The lightning is a purple plasma lumin disk star that reacts to sound.








http://www.amazon.com/gp/product/B006M34W58/ref=oh_details_o01_s00_i00?ie=UTF8&psc=1
(Purple I guess isn't easy to find anymore...nor is white...and IMO those are the 2 best colors for this)
I thought about using a nebula ball but the disks things have a better lightning effect IMO...and my 2 nebula balls are old and the plasma is all cloudy without good defined "lightning"
You could Macgyver up quite a few different kinds of plasma lamps to work this way though.


It is basically laid on the top glass, and the image reflects off the glass plate that is at a 45 degree angle below.

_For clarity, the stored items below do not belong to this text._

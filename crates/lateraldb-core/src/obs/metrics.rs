use serde::{Deserialize, Serialize};
use std::{cell::RefCell, collections::BTreeMap};

///
/// EventState
/// Ephemeral, in-memory counters for query and session operations.
///

#[derive(Clone, Debug, Default, Deserialize, Serialize)]
pub struct EventState {
    pub ops: EventOps,
    pub entities: BTreeMap<String, EntityCounters>,
}

///
/// EventOps
///

#[derive(Clone, Debug, Default, Deserialize, Eq, PartialEq, Serialize)]
pub struct EventOps {
    // Executor entrypoints
    pub query_calls: u64,
    pub persist_calls: u64,
    pub commits: u64,
    pub rollbacks: u64,

    // Rows touched
    pub rows_scanned: u64,
    pub rows_emitted: u64,
    pub rows_written: u64,

    // Lateral evaluation
    pub lateral_groups: u64,
    pub lateral_candidates: u64,
    pub lateral_selected: u64,
    pub inner_drops: u64,
    pub left_null_fills: u64,
}

///
/// EntityCounters
///

#[derive(Clone, Debug, Default, Deserialize, Eq, PartialEq, Serialize)]
pub struct EntityCounters {
    pub query_calls: u64,
    pub persist_calls: u64,
    pub rows_scanned: u64,
    pub rows_emitted: u64,
}

///
/// EventReport
/// Point-in-time copy of the metrics state.
///

#[derive(Clone, Debug, Default, Deserialize, Serialize)]
pub struct EventReport {
    pub ops: EventOps,
    pub entities: BTreeMap<String, EntityCounters>,
}

thread_local! {
    static EVENT_STATE: RefCell<EventState> = RefCell::new(EventState::default());
}

/// Borrow metrics immutably.
pub(crate) fn with_state<R>(f: impl FnOnce(&EventState) -> R) -> R {
    EVENT_STATE.with(|m| f(&m.borrow()))
}

/// Borrow metrics mutably.
pub(crate) fn with_state_mut<R>(f: impl FnOnce(&mut EventState) -> R) -> R {
    EVENT_STATE.with(|m| f(&mut m.borrow_mut()))
}

/// Reset all counters (useful in tests).
pub(crate) fn reset_all() {
    with_state_mut(|m| *m = EventState::default());
}

/// Snapshot the current counters.
pub(crate) fn report() -> EventReport {
    with_state(|m| EventReport {
        ops: m.ops.clone(),
        entities: m.entities.clone(),
    })
}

Basically it is the same concept as the Holo fairy cave proof of concept.
*http://www.dendroboard.com/forum/pa...erie-flys-through-cave-viv-proof-concept.html*

I'll put lights on either side of it and the main lighting will be in front of it so I should get enough regular light in the viv.

The idea will be that plants/rock hide most "screen" or help it blend into the background. I'm not sure if I'm going to do just enough screen to catch the lightning or have it go all the way across the viv. I have an aurora (Northern lights) effect I wanna try that would utilize the same screen.

The viv will have the holo fairy cave in it, and it will also have fiber optic stars suspended in the first inch or 2 at the top... and ponds and/or stream that are clear containers buiried in the substrate and lit from underneath so the water glows blue. 

I'm just using a phone to play the music for the demo, and nothing is actually set up much like it will be in the viv. This was just putting some of the rough pieces together to see how it looks. 

The fan setup is especially ghetto at the moment, but from what I saw playing with it I think with more fog and a better fan setup I really can achieve a cloud that is mostly at the top...the craptastic very light cloud in this demo actually stayed mostly at the top so looks like the theory is sound. 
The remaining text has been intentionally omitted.